Improper and insufficient care can be prevented before it negatively affects a senior's safety, health or quality of life. It is important for nursing home residents and their families to be on the lookout for signs pointing to nursing home abuse and neglect so it can be reported or investigated as soon as possible.
Caregivers are gentle and nurturing in their profession by nature, and they must maintain this trend while on duty to be properly acquitting their responsibilities. The stress of delivering nonstop quality care, coupled with the difficulties of working with patients with compromised physical and mental health, can affect even the most dedicated caregivers.
Depression and the inability to cope with stress through self-care and resilience are two warning signs of overworked or abusive caregivers that are the easiest to notice. Abuse and neglect is also more likely is caregivers are working without support from others and/or they perceive no reward for their difficult labor.
Some elderly patients and residents are more difficult to care for than others, and therefore more prone to abuse, neglect and the lack of reporting these problems.
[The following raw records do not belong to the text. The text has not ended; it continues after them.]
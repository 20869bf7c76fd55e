use std::collections::BTreeMap;
use std::sync::mpsc::channel;
use std::sync::Arc;

use petgraph::algo::toposort;
use petgraph::graph::{DiGraph, NodeIndex};
use threadpool::ThreadPool;

use eventlog::EventLog;
use plan::Plan;
use super::job::{update_job, JobReport};
use super::{Error, ErrorKind, Result, UpdateCtx};

/// Update every job of the plan, honoring serial barriers
///
/// Jobs are ordered by their declared update order (manifest order unless
/// `update.after` edges say otherwise), then partitioned into runs delimited
/// by serial jobs. Each run executes with all its jobs concurrent under the
/// deployment cap; a failure lets in-flight jobs reach quiescence, skips
/// every later run and propagates the first error.
pub fn update_jobs(ctx: &UpdateCtx, plan: &Plan, log: &EventLog) -> Result<Vec<JobReport>> {
    let order = order_jobs(plan)?;
    let runs = partition_runs(plan, &order);
    debug!(
        "job update runs: {:?}",
        runs.iter()
            .map(|r| r.iter().map(|i| plan.jobs[*i].name.clone()).collect::<Vec<_>>())
            .collect::<Vec<_>>()
    );

    let shared = Arc::new(plan.clone());
    let mut reports = vec![];
    for run in runs {
        ctx.cancel.check()?;
        let (mut ok, first_err) = execute_run(ctx, &shared, &run, log);
        reports.append(&mut ok);
        if let Some(e) = first_err {
            warn!("job update failed, skipping remaining runs");
            return Err(e);
        }
    }
    Ok(reports)
}

// Manifest order unless some job declares `after` edges; then a topological
// sort of the declared graph decides, and a cycle is a validation error.
fn order_jobs(plan: &Plan) -> Result<Vec<usize>> {
    if plan.jobs.iter().all(|j| j.update.after.is_empty()) {
        return Ok((0..plan.jobs.len()).collect());
    }
    let mut graph: DiGraph<usize, ()> = DiGraph::new();
    let mut nodes: Vec<NodeIndex> = vec![];
    let mut by_name: BTreeMap<&str, NodeIndex> = BTreeMap::new();
    for (i, job) in plan.jobs.iter().enumerate() {
        let n = graph.add_node(i);
        nodes.push(n);
        by_name.insert(job.name.as_str(), n);
    }
    for (i, job) in plan.jobs.iter().enumerate() {
        for dep in &job.update.after {
            graph.add_edge(by_name[dep.as_str()], nodes[i], ());
        }
    }
    match toposort(&graph, None) {
        Ok(sorted) => Ok(sorted.into_iter().map(|n| graph[n]).collect()),
        Err(_) => Err(ErrorKind::InvalidValue(
            "update.after".into(),
            "declared update order contains a cycle".into(),
        ).into()),
    }
}

// Serial jobs run alone; consecutive parallel jobs share a run.
fn partition_runs(plan: &Plan, order: &[usize]) -> Vec<Vec<usize>> {
    let mut runs: Vec<Vec<usize>> = vec![];
    let mut current: Vec<usize> = vec![];
    for &i in order {
        if plan.jobs[i].update.serial {
            if !current.is_empty() {
                runs.push(current);
                current = vec![];
            }
            runs.push(vec![i]);
        } else {
            current.push(i);
        }
    }
    if !current.is_empty() {
        runs.push(current);
    }
    runs
}

fn execute_run(
    ctx: &UpdateCtx,
    plan: &Arc<Plan>,
    run: &[usize],
    log: &EventLog,
) -> (Vec<JobReport>, Option<Error>) {
    if run.len() == 1 {
        let job = &plan.jobs[run[0]];
        return match update_job(ctx, plan, job, log) {
            Ok(r) => (vec![r], None),
            Err(e) => (vec![], Some(e)),
        };
    }

    let workers = ::std::cmp::max(1, ::std::cmp::min(ctx.cap, run.len()));
    let pool = ThreadPool::new(workers);
    let (tx, rx) = channel();
    for &i in run {
        let tctx = ctx.clone();
        let tplan = plan.clone();
        let tlog = log.clone();
        let tx = tx.clone();
        pool.execute(move || {
            let job = &tplan.jobs[i];
            let res = update_job(&tctx, &tplan, job, &tlog);
            tx.send(res).expect("channel will be there waiting for the pool");
        });
    }

    let mut reports = vec![];
    let mut first_err = None;
    for res in rx.iter().take(run.len()) {
        match res {
            Ok(r) => reports.push(r),
            Err(e) => {
                if first_err.is_none() {
                    first_err = Some(e);
                }
            }
        }
    }
    (reports, first_err)
}

#[cfg(test)]
mod tests {
    use std::sync::Arc;

    use agent::MockAgent;
    use assemble;
    use clock::FakeClock;
    use cpi::MockCloud;
    use eventlog::{EventLog, MemorySink};
    use plan::{Plan, PlanOptions};
    use store::Store;
    use update::{Canceller, UpdateCtx};
    use super::{order_jobs, partition_runs, update_jobs};

    fn manifest(jobs: &[(&str, bool, &str)]) -> String {
        let mut lines = vec![
            "name: prod".to_string(),
            "releases:".to_string(),
            "- {name: app, version: 1}".to_string(),
            "networks:".to_string(),
            "- name: default".to_string(),
            "resource_pools:".to_string(),
            "- name: small".to_string(),
            "  size: 20".to_string(),
            "  network: default".to_string(),
            "  stemcell: {name: ubuntu, version: 1}".to_string(),
            "update:".to_string(),
            "  canary_watch_time: 100".to_string(),
            "  update_watch_time: 100".to_string(),
            "jobs:".to_string(),
        ];
        for (name, serial, after) in jobs {
            lines.push(format!("- name: {}", name));
            lines.push("  template: server".to_string());
            lines.push("  instances: 1".to_string());
            lines.push("  resource_pool: small".to_string());
            lines.push("  networks: [default]".to_string());
            lines.push(format!("  update: {{serial: {}{}}}", serial, after));
        }
        lines.join("\n")
    }

    fn rig(text: &str) -> (Plan, UpdateCtx, Arc<MockAgent>, EventLog, MemorySink) {
        let mut plan = Plan::parse(text, &PlanOptions::default()).unwrap();
        let store = Store::new();
        let clock = Arc::new(FakeClock::at(0));
        let sink = MemorySink::new();
        let log = EventLog::new(Box::new(sink.clone()), clock.clone(), 1024);
        assemble::prepare(&mut plan, &store, &log).unwrap();
        let agent = Arc::new(MockAgent::new());
        let ctx = UpdateCtx {
            deployment: "prod".into(),
            store,
            cloud: Arc::new(MockCloud::new()),
            agent: agent.clone(),
            clock,
            cancel: Canceller::new(),
            poll_ms: 50,
            cap: 8,
        };
        (plan, ctx, agent, log, sink)
    }

    #[test]
    fn serial_jobs_form_barriers() {
        let text = manifest(&[
            ("db", true, ""),
            ("web", false, ""),
            ("api", false, ""),
            ("smoke", true, ""),
        ]);
        let plan = Plan::parse(&text, &PlanOptions::default()).unwrap();
        let order = order_jobs(&plan).unwrap();
        let runs = partition_runs(&plan, &order);
        assert_eq!(runs, vec![vec![0], vec![1, 2], vec![3]]);
    }

    #[test]
    fn declared_after_edges_reorder_jobs() {
        let text = manifest(&[
            ("web", true, ", after: [db]"),
            ("db", true, ""),
        ]);
        let plan = Plan::parse(&text, &PlanOptions::default()).unwrap();
        let order = order_jobs(&plan).unwrap();
        let names: Vec<&str> = order.iter().map(|i| plan.jobs[*i].name.as_str()).collect();
        assert_eq!(names, vec!["db", "web"]);
    }

    #[test]
    fn update_order_cycles_are_rejected() {
        let text = manifest(&[
            ("web", true, ", after: [db]"),
            ("db", true, ", after: [web]"),
        ]);
        let plan = Plan::parse(&text, &PlanOptions::default()).unwrap();
        assert!(order_jobs(&plan).is_err());
    }

    #[test]
    fn all_jobs_update_and_serial_ordering_holds() {
        let text = manifest(&[("db", true, ""), ("web", true, "")]);
        let (plan, ctx, _agent, log, sink) = rig(&text);
        let reports = update_jobs(&ctx, &plan, &log).unwrap();
        log.close();
        assert_eq!(reports.len(), 2);

        let evs = sink.events();
        let last_db = evs
            .iter()
            .rposition(|e| e.stage == "Updating job db")
            .unwrap();
        let first_web = evs
            .iter()
            .position(|e| e.stage == "Updating job web")
            .unwrap();
        assert!(last_db < first_web);
    }

    #[test]
    fn a_failing_run_cancels_later_runs() {
        let text = manifest(&[("db", true, ""), ("web", true, "")]);
        let (plan, ctx, agent, log, sink) = rig(&text);
        agent.fail_apply("db", 0);
        assert!(update_jobs(&ctx, &plan, &log).is_err());
        log.close();

        let evs = sink.events();
        assert!(evs.iter().any(|e| e.stage == "Updating job db"));
        assert!(evs.iter().all(|e| e.stage != "Updating job web"));
    }

    #[test]
    fn parallel_jobs_share_a_run() {
        let text = manifest(&[("web", false, ""), ("api", false, "")]);
        let (plan, ctx, _agent, log, sink) = rig(&text);
        let reports = update_jobs(&ctx, &plan, &log).unwrap();
        log.close();
        assert_eq!(reports.len(), 2);
        let evs = sink.events();
        assert!(evs.iter().any(|e| e.stage == "Updating job web"));
        assert!(evs.iter().any(|e| e.stage == "Updating job api"));
    }
}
The intensity of dementia or other mental illness, as well as the abusive personality of the patient, can contribute to the likelihood of abuse or neglect.
Preventing elder abuse requires listening, intervening and educating others about trends and warning signs. Correcting elder abuse often requires legal intervention, and a legal representative with experience in related issues can help families assess their options once abuse or neglect has been discovered.